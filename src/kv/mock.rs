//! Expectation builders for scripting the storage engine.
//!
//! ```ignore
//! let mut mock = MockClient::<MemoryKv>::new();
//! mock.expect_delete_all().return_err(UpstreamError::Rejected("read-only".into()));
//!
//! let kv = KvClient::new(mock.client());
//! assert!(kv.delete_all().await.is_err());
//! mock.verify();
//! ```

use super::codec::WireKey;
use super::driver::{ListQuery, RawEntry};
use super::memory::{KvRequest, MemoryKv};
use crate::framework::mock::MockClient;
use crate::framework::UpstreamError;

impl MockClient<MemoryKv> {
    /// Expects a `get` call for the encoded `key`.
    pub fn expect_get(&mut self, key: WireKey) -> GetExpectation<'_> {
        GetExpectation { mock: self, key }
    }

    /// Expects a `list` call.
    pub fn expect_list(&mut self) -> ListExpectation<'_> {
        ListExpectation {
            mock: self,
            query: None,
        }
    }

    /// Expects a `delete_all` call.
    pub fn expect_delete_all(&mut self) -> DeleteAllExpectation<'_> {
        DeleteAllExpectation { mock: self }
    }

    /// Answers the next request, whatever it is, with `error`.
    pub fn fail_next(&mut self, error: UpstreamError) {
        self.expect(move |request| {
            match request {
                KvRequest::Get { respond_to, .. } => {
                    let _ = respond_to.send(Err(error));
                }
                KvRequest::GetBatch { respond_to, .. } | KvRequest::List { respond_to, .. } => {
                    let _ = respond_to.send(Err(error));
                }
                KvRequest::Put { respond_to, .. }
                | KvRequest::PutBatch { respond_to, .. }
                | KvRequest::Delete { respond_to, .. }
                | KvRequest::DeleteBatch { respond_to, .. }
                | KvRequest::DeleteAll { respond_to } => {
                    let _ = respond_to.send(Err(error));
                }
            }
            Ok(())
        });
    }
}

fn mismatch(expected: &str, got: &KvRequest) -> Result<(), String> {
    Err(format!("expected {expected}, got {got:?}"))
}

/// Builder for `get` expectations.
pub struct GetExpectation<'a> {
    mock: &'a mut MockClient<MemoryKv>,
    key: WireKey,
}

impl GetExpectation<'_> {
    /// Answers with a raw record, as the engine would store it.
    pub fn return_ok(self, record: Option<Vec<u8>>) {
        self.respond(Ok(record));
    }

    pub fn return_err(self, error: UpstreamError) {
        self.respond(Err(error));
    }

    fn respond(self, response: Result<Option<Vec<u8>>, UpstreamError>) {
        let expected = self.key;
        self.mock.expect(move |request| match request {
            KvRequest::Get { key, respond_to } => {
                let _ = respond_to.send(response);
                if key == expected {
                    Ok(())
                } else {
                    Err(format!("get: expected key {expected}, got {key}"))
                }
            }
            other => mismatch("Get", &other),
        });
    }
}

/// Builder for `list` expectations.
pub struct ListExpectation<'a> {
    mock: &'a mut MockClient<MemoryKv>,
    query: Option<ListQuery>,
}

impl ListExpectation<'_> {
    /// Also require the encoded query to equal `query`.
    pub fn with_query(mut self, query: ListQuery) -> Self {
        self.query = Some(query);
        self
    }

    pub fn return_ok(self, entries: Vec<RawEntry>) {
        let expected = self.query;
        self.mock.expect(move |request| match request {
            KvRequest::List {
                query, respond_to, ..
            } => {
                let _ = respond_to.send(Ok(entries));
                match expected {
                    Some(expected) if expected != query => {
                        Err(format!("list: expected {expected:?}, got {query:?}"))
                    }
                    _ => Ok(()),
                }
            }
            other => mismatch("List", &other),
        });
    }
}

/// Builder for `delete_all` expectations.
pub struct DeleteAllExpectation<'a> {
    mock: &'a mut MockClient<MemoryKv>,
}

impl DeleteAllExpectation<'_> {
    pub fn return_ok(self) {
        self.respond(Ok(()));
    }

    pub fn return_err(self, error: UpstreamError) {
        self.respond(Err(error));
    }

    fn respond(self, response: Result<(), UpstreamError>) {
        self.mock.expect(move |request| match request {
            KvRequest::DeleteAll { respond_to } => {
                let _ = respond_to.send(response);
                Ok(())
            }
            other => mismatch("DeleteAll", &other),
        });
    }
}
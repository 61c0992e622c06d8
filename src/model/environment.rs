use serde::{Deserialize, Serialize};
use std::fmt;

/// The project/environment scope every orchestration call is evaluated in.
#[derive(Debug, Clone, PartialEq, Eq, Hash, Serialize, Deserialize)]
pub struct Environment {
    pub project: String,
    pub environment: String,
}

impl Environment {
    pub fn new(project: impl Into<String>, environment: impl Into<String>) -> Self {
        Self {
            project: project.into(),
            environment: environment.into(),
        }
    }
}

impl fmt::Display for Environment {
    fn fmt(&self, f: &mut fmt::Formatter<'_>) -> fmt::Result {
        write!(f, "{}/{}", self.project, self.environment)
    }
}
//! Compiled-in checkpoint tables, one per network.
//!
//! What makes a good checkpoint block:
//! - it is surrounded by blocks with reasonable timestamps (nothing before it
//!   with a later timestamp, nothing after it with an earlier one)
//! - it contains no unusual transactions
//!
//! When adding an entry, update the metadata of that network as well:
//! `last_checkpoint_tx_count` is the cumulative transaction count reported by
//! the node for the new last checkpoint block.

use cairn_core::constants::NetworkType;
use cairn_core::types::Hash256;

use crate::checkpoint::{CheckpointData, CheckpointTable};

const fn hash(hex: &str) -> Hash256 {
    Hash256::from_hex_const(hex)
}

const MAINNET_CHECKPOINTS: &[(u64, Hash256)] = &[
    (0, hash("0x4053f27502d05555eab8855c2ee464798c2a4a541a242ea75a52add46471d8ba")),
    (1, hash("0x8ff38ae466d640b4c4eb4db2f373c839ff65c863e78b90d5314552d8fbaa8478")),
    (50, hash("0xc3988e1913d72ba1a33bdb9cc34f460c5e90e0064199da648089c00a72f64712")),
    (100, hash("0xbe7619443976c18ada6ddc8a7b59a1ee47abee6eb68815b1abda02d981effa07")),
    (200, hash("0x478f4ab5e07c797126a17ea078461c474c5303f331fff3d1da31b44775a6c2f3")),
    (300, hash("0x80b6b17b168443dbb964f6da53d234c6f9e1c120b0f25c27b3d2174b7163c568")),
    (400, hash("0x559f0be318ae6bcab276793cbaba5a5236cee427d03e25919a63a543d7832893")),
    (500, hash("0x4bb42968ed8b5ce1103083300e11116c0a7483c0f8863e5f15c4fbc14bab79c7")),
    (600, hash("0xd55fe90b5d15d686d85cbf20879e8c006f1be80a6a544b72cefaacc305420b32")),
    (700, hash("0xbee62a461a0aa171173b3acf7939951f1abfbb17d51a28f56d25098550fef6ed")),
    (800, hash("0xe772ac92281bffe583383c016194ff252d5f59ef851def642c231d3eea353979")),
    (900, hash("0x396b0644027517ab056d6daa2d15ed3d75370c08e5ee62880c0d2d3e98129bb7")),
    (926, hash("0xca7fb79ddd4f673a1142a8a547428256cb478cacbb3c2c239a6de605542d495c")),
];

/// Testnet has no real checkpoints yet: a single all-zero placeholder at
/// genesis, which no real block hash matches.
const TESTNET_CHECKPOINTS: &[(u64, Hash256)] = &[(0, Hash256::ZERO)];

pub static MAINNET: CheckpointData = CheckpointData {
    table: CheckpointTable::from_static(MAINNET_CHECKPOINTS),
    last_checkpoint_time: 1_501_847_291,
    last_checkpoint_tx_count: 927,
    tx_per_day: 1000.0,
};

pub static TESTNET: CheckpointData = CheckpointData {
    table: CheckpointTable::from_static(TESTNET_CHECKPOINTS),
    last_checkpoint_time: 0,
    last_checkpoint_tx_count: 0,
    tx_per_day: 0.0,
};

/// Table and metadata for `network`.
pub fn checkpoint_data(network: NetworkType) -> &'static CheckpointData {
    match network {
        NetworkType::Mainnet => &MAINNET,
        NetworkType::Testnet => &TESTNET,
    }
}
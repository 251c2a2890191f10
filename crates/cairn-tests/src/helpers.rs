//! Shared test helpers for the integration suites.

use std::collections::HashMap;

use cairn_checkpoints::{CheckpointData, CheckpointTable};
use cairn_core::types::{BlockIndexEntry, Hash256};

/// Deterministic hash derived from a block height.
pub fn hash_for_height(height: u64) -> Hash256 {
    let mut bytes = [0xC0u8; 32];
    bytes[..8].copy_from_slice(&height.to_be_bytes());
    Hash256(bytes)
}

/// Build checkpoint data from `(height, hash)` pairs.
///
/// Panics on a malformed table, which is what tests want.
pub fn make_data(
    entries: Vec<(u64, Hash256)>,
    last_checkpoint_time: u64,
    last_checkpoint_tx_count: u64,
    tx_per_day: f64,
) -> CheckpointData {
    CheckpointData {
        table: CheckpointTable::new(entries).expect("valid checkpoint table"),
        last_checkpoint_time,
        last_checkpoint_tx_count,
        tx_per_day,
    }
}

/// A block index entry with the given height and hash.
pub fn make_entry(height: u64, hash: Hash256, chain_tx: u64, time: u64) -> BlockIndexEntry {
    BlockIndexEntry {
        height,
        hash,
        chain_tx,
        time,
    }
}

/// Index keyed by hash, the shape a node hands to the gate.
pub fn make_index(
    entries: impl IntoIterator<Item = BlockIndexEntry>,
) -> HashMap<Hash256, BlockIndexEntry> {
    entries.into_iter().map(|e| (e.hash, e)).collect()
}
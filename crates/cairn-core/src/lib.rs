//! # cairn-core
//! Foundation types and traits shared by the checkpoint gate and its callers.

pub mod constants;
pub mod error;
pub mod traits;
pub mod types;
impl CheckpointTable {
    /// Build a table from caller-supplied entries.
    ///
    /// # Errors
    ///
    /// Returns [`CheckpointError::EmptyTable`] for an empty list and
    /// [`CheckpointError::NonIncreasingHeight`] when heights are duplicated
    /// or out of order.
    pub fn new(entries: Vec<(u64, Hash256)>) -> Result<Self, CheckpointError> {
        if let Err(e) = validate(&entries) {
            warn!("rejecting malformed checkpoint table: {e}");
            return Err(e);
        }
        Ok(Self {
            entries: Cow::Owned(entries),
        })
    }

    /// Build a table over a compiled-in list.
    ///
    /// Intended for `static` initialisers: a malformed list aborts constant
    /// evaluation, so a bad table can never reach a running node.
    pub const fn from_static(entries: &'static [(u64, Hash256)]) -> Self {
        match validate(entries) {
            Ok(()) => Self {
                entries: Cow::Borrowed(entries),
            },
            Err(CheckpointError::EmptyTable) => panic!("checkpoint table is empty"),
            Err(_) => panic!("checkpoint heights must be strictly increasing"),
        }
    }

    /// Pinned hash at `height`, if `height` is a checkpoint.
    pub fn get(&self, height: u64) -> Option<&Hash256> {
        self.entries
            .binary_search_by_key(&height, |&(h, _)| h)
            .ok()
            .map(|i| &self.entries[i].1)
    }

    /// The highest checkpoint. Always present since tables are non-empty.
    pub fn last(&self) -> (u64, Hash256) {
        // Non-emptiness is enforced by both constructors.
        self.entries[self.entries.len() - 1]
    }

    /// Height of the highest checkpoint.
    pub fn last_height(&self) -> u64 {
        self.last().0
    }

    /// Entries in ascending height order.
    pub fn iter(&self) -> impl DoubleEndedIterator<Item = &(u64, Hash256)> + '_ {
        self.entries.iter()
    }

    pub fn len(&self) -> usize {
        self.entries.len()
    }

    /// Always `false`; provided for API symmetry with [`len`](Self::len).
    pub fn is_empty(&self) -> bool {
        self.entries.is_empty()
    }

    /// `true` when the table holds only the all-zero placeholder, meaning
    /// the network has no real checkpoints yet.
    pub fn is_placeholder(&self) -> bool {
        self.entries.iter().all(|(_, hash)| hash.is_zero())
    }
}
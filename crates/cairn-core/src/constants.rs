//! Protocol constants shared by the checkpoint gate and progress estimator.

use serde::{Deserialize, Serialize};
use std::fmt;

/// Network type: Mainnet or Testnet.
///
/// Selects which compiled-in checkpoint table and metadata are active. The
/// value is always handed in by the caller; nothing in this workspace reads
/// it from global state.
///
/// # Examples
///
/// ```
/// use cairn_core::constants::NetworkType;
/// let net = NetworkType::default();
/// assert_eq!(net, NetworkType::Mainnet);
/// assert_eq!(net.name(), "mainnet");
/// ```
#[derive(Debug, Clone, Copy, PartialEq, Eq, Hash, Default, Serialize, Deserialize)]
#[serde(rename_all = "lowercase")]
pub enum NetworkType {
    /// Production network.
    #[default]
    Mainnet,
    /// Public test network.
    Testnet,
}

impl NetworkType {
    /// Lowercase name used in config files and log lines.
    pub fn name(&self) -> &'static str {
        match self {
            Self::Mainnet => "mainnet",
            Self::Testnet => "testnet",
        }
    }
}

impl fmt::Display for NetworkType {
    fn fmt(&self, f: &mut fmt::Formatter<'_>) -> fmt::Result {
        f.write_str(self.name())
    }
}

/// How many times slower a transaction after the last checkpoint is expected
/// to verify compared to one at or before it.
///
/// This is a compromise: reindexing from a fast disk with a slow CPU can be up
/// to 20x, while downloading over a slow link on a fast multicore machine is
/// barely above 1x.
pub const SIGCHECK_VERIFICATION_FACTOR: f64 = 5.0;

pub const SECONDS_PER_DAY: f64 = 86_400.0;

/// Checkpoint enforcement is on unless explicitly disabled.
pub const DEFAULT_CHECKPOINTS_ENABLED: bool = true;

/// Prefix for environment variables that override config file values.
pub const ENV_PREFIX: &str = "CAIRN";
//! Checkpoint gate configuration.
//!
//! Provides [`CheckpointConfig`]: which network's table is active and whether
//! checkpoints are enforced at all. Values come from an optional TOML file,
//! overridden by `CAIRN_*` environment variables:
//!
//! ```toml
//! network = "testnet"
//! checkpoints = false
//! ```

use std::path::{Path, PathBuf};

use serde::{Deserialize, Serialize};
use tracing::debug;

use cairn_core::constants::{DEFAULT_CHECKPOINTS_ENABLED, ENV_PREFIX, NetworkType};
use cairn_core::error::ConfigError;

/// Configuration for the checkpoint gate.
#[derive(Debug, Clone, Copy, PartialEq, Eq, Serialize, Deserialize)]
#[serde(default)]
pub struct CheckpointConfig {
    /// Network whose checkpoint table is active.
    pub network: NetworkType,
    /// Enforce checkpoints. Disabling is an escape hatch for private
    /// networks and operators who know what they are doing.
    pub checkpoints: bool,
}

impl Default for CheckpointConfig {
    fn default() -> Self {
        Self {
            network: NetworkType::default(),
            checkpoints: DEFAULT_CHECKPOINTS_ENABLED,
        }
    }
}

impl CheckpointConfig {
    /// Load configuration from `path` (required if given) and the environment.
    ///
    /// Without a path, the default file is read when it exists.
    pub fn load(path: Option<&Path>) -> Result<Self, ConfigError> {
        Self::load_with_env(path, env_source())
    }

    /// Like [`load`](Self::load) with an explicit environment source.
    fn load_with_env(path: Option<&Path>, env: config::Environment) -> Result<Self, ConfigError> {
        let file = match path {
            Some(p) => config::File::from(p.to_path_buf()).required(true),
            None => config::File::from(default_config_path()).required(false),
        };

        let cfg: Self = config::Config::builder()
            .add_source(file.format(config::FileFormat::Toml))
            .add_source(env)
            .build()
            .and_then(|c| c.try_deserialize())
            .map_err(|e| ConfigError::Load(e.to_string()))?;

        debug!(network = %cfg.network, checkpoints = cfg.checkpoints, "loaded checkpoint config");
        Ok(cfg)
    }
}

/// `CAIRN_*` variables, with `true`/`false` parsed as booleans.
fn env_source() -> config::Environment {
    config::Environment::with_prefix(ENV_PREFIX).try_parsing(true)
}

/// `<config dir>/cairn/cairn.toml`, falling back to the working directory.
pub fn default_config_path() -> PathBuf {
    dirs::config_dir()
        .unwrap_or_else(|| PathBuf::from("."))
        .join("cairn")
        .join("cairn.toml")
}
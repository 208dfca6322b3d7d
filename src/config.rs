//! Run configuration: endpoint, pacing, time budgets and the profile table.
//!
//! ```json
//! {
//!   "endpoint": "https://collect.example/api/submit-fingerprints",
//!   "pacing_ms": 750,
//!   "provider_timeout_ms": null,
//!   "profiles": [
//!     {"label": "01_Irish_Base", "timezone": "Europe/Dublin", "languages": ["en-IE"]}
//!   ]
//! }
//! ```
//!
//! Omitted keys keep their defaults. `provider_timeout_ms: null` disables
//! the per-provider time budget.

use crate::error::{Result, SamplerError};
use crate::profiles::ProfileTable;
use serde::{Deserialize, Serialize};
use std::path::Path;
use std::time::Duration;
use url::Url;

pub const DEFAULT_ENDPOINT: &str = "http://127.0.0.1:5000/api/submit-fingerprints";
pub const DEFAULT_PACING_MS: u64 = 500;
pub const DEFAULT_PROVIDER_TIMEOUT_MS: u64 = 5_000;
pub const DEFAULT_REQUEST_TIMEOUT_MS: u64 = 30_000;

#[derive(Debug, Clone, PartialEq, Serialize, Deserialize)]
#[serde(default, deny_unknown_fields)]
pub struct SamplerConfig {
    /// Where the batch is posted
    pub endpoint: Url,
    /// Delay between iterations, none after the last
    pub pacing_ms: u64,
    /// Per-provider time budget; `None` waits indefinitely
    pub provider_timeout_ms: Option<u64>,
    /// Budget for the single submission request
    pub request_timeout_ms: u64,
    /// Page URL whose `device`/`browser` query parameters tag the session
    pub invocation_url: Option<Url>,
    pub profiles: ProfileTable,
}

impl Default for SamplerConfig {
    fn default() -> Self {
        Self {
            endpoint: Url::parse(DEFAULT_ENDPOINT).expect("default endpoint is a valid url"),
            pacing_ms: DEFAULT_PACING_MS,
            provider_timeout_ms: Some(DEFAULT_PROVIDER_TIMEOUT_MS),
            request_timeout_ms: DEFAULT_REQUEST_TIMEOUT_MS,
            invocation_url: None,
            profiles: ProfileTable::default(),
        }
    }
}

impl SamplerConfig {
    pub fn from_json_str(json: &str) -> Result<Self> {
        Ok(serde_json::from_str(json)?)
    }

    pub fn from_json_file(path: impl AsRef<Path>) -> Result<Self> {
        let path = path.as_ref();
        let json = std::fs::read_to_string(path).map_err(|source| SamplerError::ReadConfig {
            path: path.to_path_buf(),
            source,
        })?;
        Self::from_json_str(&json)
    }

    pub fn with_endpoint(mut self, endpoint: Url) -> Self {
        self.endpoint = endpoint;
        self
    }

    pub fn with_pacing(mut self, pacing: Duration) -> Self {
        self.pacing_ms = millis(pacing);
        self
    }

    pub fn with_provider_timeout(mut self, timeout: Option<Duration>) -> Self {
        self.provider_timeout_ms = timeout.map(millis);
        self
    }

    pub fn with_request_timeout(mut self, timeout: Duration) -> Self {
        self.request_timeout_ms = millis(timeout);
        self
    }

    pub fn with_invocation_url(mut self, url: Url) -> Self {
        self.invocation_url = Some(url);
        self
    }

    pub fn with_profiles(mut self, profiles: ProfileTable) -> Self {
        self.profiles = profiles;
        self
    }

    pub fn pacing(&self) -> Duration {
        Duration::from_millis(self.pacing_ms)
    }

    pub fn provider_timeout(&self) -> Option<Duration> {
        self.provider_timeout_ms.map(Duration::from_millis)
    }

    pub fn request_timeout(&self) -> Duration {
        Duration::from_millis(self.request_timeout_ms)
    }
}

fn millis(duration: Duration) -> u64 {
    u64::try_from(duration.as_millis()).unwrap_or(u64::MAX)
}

☆ ☆ ☆ ☆ ☆ ☆ ☆

In the listing above, locate the line containing "Also require the" and the line containing "pub fn return_ok(self, entries: Vec<RawEntry>)". Transcribe those two lines and everything between them, exactly as written.

### [Expected answer]
    /// Also require the encoded query to equal `query`.
    pub fn with_query(mut self, query: ListQuery) -> Self {
        self.query = Some(query);
        self
    }

    pub fn return_ok(self, entries: Vec<RawEntry>) {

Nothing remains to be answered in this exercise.